SUPPLIED RECORDS section start
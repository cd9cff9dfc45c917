// ABOUTME: Landmark and Frame types produced by the external pose estimation model
// ABOUTME: Missing and low-visibility landmarks are represented uniformly as absent
//
// SPDX-License-Identifier: MIT OR Apache-2.0
// Copyright (c) 2025 Pierre Fitness Intelligence

use super::body::PoseLandmark;
use serde::{Deserialize, Serialize};

/// One observed body keypoint
#[derive(Debug, Clone, Copy, PartialEq, Serialize, Deserialize)]
pub struct Landmark {
    /// Normalized horizontal image coordinate (0.0 to 1.0)
    pub x: f64,
    /// Normalized vertical image coordinate (0.0 to 1.0)
    pub y: f64,
    /// Relative depth, sign and scale defined by the pose model
    #[serde(default)]
    pub z: f64,
    /// Confidence (0.0 to 1.0)
    #[serde(default)]
    pub visibility: f64,
}

impl Landmark {
    /// Create a landmark
    #[must_use]
    pub const fn new(x: f64, y: f64, z: f64, visibility: f64) -> Self {
        Self {
            x,
            y,
            z,
            visibility,
        }
    }

    /// Visibility at or above `threshold`
    #[must_use]
    pub fn is_visible(&self, threshold: f64) -> bool {
        self.visibility >= threshold
    }

    /// Both image coordinates inside the unit square
    #[must_use]
    pub fn is_in_frame(&self) -> bool {
        (0.0..=1.0).contains(&self.x) && (0.0..=1.0).contains(&self.y)
    }

    /// Visible at `threshold` and inside the image
    #[must_use]
    pub fn passes(&self, threshold: f64) -> bool {
        self.is_visible(threshold) && self.is_in_frame()
    }

    fn is_observed(&self) -> bool {
        self.visibility > 0.0 && self.x.is_finite() && self.y.is_finite()
    }
}

/// One frame of pose output indexed by [`PoseLandmark`]
///
/// Shorter frames are allowed; indices past the end read as missing.
#[derive(Debug, Clone, Default, PartialEq, Serialize, Deserialize)]
#[serde(transparent)]
pub struct Frame {
    landmarks: Vec<Option<Landmark>>,
}

impl Frame {
    /// Wrap raw pose output, truncating anything past the 33-point layout
    #[must_use]
    pub fn new(mut landmarks: Vec<Option<Landmark>>) -> Self {
        landmarks.truncate(PoseLandmark::COUNT);
        Self { landmarks }
    }

    /// Frame with every landmark missing
    #[must_use]
    pub fn empty() -> Self {
        Self {
            landmarks: vec![None; PoseLandmark::COUNT],
        }
    }

    /// Set or replace one landmark
    pub fn set(&mut self, landmark: PoseLandmark, value: Landmark) {
        let index = landmark.index();
        if self.landmarks.len() <= index {
            self.landmarks.resize(index + 1, None);
        }
        self.landmarks[index] = Some(value);
    }

    /// Builder form of [`Frame::set`]
    #[must_use]
    pub fn with(mut self, landmark: PoseLandmark, value: Landmark) -> Self {
        self.set(landmark, value);
        self
    }

    /// Raw slot, including zero-visibility entries
    #[must_use]
    pub fn raw(&self, landmark: PoseLandmark) -> Option<&Landmark> {
        self.landmarks.get(landmark.index()).and_then(Option::as_ref)
    }

    /// Observed landmark: absent, zero-visibility, or non-finite slots read as `None`
    #[must_use]
    pub fn get(&self, landmark: PoseLandmark) -> Option<&Landmark> {
        self.raw(landmark).filter(|lm| lm.is_observed())
    }

    /// Observed landmark at or above a visibility threshold
    #[must_use]
    pub fn visible(&self, landmark: PoseLandmark, threshold: f64) -> Option<&Landmark> {
        self.get(landmark).filter(|lm| lm.is_visible(threshold))
    }

    /// Raw visibility, zero when missing
    #[must_use]
    pub fn visibility(&self, landmark: PoseLandmark) -> f64 {
        self.get(landmark).map_or(0.0, |lm| lm.visibility)
    }

    /// Number of slots present in the frame
    #[must_use]
    pub fn len(&self) -> usize {
        self.landmarks.len()
    }

    /// Frame carries no slots at all
    #[must_use]
    pub fn is_empty(&self) -> bool {
        self.landmarks.is_empty()
    }
}

impl From<Vec<Option<Landmark>>> for Frame {
    fn from(landmarks: Vec<Option<Landmark>>) -> Self {
        Self::new(landmarks)
    }
}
SUPPLIED RECORDS section end
# WORK ORDER:
Lines containing the string "Deserialize" above: how many are there? Answer with the number only.

# YOUR SOLUTION:
3